* **DATA PROVIDED**
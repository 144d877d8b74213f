//! Task API Server binary.

use std::net::SocketAddr;

use task_server::{
    config::{Config, StoreBackend},
    create_app, create_state, init_tracing,
};
use task_store::{MemoryTaskStore, SqliteTaskStore, TaskStore};

#[tokio::main]
async fn main() -> anyhow::Result<()> {
    // Load environment variables from .env if present
    dotenvy::dotenv().ok();

    // Load configuration
    let config = Config::from_env()?;

    // Initialize tracing
    init_tracing(&config.log_level);

    let addr: SocketAddr = config.server_addr().parse()?;

    match config.backend()? {
        StoreBackend::Memory => {
            tracing::info!("Using in-memory document store");
            serve(addr, MemoryTaskStore::new()).await
        }
        StoreBackend::Sqlite(url) => {
            let store = match SqliteTaskStore::connect(&url).await {
                Ok(store) => store,
                Err(e) => {
                    tracing::error!(error = %e, "Failed to connect to the database");
                    return Err(e.into());
                }
            };
            tracing::info!("Database synchronized");
            serve(addr, store).await
        }
    }
}

async fn serve<S: TaskStore + 'static>(addr: SocketAddr, store: S) -> anyhow::Result<()> {
    let app = create_app(create_state(store));

    tracing::info!(addr = %addr, "Server listening");

    let listener = tokio::net::TcpListener::bind(addr).await?;
    axum::serve(listener, app).await?;

    Ok(())
}
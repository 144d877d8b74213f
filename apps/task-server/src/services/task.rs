//! Task service: the business rules between the HTTP handlers and the store.

use entities::{NewTask, Task, TaskStatus, TaskUpdate};
use serde::Serialize;
use task_store::{TaskFilter, TaskStore, TaskStoreError};
use uuid::Uuid;

/// Message returned after a successful delete.
pub const TASK_REMOVED: &str = "Task removed";

/// Errors raised by [`TaskService`].
#[derive(Debug, thiserror::Error)]
pub enum TaskServiceError {
    /// No task with the given id.
    #[error("Task not found")]
    NotFound,

    /// A status-only update named a value outside the enumeration.
    #[error("Invalid status: {0}")]
    InvalidStatus(String),

    /// The store rejected the operation.
    #[error("{context}: {source}")]
    Store {
        context: &'static str,
        #[source]
        source: TaskStoreError,
    },
}

/// Result type for task service operations.
pub type TaskServiceResult<T> = Result<T, TaskServiceError>;

/// Confirmation body for a delete.
#[derive(Debug, Clone, PartialEq, Eq, Serialize)]
pub struct DeleteConfirmation {
    /// Human-readable confirmation.
    pub message: String,
}

/// Wraps a store error with context, folding store-level "not found" into
/// [`TaskServiceError::NotFound`].
fn store_error(context: &'static str) -> impl FnOnce(TaskStoreError) -> TaskServiceError {
    move |source| {
        if source.is_not_found() {
            TaskServiceError::NotFound
        } else {
            TaskServiceError::Store { context, source }
        }
    }
}

/// Ids that do not parse cannot exist in any store.
fn parse_id(id: &str) -> TaskServiceResult<Uuid> {
    id.parse().map_err(|_| TaskServiceError::NotFound)
}

/// Service for managing tasks
pub struct TaskService<S: TaskStore> {
    store: S,
}

impl<S: TaskStore> TaskService<S> {
    pub fn new(store: S) -> Self {
        Self { store }
    }

    /// Creates a task from a client payload.
    pub async fn create_task(&self, payload: NewTask) -> TaskServiceResult<Task> {
        let task = self
            .store
            .create_task(payload)
            .await
            .map_err(store_error("Failed to create task"))?;

        tracing::info!(task_id = %task.id, "Task created");
        Ok(task)
    }

    /// Lists tasks matching the filter, newest first.
    pub async fn get_all_tasks(&self, filter: TaskFilter) -> TaskServiceResult<Vec<Task>> {
        self.store
            .list_tasks(filter)
            .await
            .map_err(store_error("Failed to list tasks"))
    }

    /// Gets a task by id.
    pub async fn get_task_by_id(&self, id: &str) -> TaskServiceResult<Task> {
        let id = parse_id(id)?;
        self.store
            .get_task(id)
            .await
            .map_err(store_error("Failed to fetch task"))?
            .ok_or(TaskServiceError::NotFound)
    }

    /// Applies a partial update to an existing task.
    pub async fn update_task(&self, id: &str, payload: TaskUpdate) -> TaskServiceResult<Task> {
        let existing = self.get_task_by_id(id).await?;

        let task = self
            .store
            .update_task(existing.id, payload)
            .await
            .map_err(store_error("Failed to update task"))?;

        tracing::info!(task_id = %task.id, "Task updated");
        Ok(task)
    }

    /// Changes only the status of a task.
    ///
    /// The value is checked against the enumeration before the store is
    /// touched, so a rejected status never changes the record.
    pub async fn update_task_status(&self, id: &str, status: &str) -> TaskServiceResult<Task> {
        let status = TaskStatus::parse(status)
            .ok_or_else(|| TaskServiceError::InvalidStatus(status.to_string()))?;

        let task = self.update_task(id, TaskUpdate::status(status)).await?;
        tracing::info!(task_id = %task.id, status = %status, "Task status changed");
        Ok(task)
    }

    /// Deletes a task.
    pub async fn delete_task(&self, id: &str) -> TaskServiceResult<DeleteConfirmation> {
        let existing = self.get_task_by_id(id).await?;

        self.store
            .delete_task(existing.id)
            .await
            .map_err(store_error("Failed to delete task"))?;

        tracing::info!(task_id = %existing.id, "Task deleted");
        Ok(DeleteConfirmation {
            message: TASK_REMOVED.to_string(),
        })
    }
}

#[cfg(test)]
mod tests {
    use entities::{TaskPriority, ValidationError};
    use task_store::MemoryTaskStore;
    use tokio_test::{assert_err, assert_ok};

    use super::*;

    fn service() -> TaskService<MemoryTaskStore> {
        TaskService::new(MemoryTaskStore::new())
    }

    #[tokio::test]
    async fn test_create_fills_defaults() {
        let service = service();

        let task = assert_ok!(service.create_task(NewTask::new("Write docs")).await);
        assert_eq!(task.status, TaskStatus::Pending);
        assert_eq!(task.priority, TaskPriority::Medium);

        let fetched = assert_ok!(service.get_task_by_id(&task.id.to_string()).await);
        assert_eq!(fetched, task);
    }

    #[tokio::test]
    async fn test_create_without_title_wraps_validation_message() {
        let service = service();

        let err = assert_err!(service.create_task(NewTask::default()).await);
        assert!(matches!(
            err,
            TaskServiceError::Store {
                source: TaskStoreError::Validation(ValidationError::TitleRequired),
                ..
            }
        ));
        assert_eq!(err.to_string(), "Failed to create task: Task title is required");
    }

    #[tokio::test]
    async fn test_unknown_ids_are_not_found() {
        let service = service();
        let missing = Uuid::new_v4().to_string();

        for id in [missing.as_str(), "not-a-uuid"] {
            assert!(matches!(
                service.get_task_by_id(id).await,
                Err(TaskServiceError::NotFound)
            ));
            assert!(matches!(
                service.update_task(id, TaskUpdate::default()).await,
                Err(TaskServiceError::NotFound)
            ));
            assert!(matches!(
                service.delete_task(id).await,
                Err(TaskServiceError::NotFound)
            ));
        }
    }

    #[tokio::test]
    async fn test_update_task_status() {
        let service = service();
        let task = service.create_task(NewTask::new("Move me")).await.unwrap();
        let id = task.id.to_string();

        for status in TaskStatus::ALL {
            let updated = assert_ok!(service.update_task_status(&id, status.as_str()).await);
            assert_eq!(updated.status, status);
        }
    }

    #[tokio::test]
    async fn test_invalid_status_leaves_record_unchanged() {
        let service = service();
        let task = service.create_task(NewTask::new("Stay")).await.unwrap();
        let id = task.id.to_string();

        for status in ["archived", "", "PENDING", "in progress"] {
            let err = assert_err!(service.update_task_status(&id, status).await);
            assert!(matches!(err, TaskServiceError::InvalidStatus(ref s) if s == status));
        }

        let fetched = service.get_task_by_id(&id).await.unwrap();
        assert_eq!(fetched.status, TaskStatus::Pending);
    }

    #[tokio::test]
    async fn test_invalid_status_is_reported_before_lookup() {
        let service = service();

        let err = assert_err!(service.update_task_status("missing", "archived").await);
        assert!(matches!(err, TaskServiceError::InvalidStatus(_)));
    }

    #[tokio::test]
    async fn test_delete_then_get_is_not_found() {
        let service = service();
        let task = service.create_task(NewTask::new("Remove")).await.unwrap();
        let id = task.id.to_string();

        let confirmation = assert_ok!(service.delete_task(&id).await);
        assert_eq!(confirmation.message, TASK_REMOVED);

        assert!(matches!(
            service.get_task_by_id(&id).await,
            Err(TaskServiceError::NotFound)
        ));
    }

    #[tokio::test]
    async fn test_get_all_tasks_filters_by_status() {
        let service = service();
        let a = service.create_task(NewTask::new("A")).await.unwrap();
        let b = service.create_task(NewTask::new("B")).await.unwrap();
        let c = service.create_task(NewTask::new("C")).await.unwrap();
        service
            .update_task_status(&b.id.to_string(), "done")
            .await
            .unwrap();

        let pending = service
            .get_all_tasks(TaskFilter::new().with_status(TaskStatus::Pending))
            .await
            .unwrap();
        let ids: Vec<Uuid> = pending.iter().map(|t| t.id).collect();
        assert_eq!(ids, vec![c.id, a.id]);

        let all = service.get_all_tasks(TaskFilter::new()).await.unwrap();
        assert_eq!(all.len(), 3);
    }
}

* **PROBLEM**
The reply should hold only the lines from the beginning of the listing to the line with "outside the enumeration.", both ends included, unchanged.

* **EXERCISE RESPONSE**
repository 144d877d8b74213f
//! Task API Server binary.

use std::net::SocketAddr;

use task_server::{
    config::{Config, StoreBackend},
    create_app, create_state, init_tracing,
};
use task_store::{MemoryTaskStore, SqliteTaskStore, TaskStore};

#[tokio::main]
async fn main() -> anyhow::Result<()> {
    // Load environment variables from .env if present
    dotenvy::dotenv().ok();

    // Load configuration
    let config = Config::from_env()?;

    // Initialize tracing
    init_tracing(&config.log_level);

    let addr: SocketAddr = config.server_addr().parse()?;

    match config.backend()? {
        StoreBackend::Memory => {
            tracing::info!("Using in-memory document store");
            serve(addr, MemoryTaskStore::new()).await
        }
        StoreBackend::Sqlite(url) => {
            let store = match SqliteTaskStore::connect(&url).await {
                Ok(store) => store,
                Err(e) => {
                    tracing::error!(error = %e, "Failed to connect to the database");
                    return Err(e.into());
                }
            };
            tracing::info!("Database synchronized");
            serve(addr, store).await
        }
    }
}

async fn serve<S: TaskStore + 'static>(addr: SocketAddr, store: S) -> anyhow::Result<()> {
    let app = create_app(create_state(store));

    tracing::info!(addr = %addr, "Server listening");

    let listener = tokio::net::TcpListener::bind(addr).await?;
    axum::serve(listener, app).await?;

    Ok(())
}
repository 144d877d8b74213f
filename apps/task-server/src/services/task.rs
//! Task service: the business rules between the HTTP handlers and the store.

use entities::{NewTask, Task, TaskStatus, TaskUpdate};
use serde::Serialize;
use task_store::{TaskFilter, TaskStore, TaskStoreError};
use uuid::Uuid;

/// Message returned after a successful delete.
pub const TASK_REMOVED: &str = "Task removed";

/// Errors raised by [`TaskService`].
#[derive(Debug, thiserror::Error)]
pub enum TaskServiceError {
    /// No task with the given id.
    #[error("Task not found")]
    NotFound,

    /// A status-only update named a value outside the enumeration.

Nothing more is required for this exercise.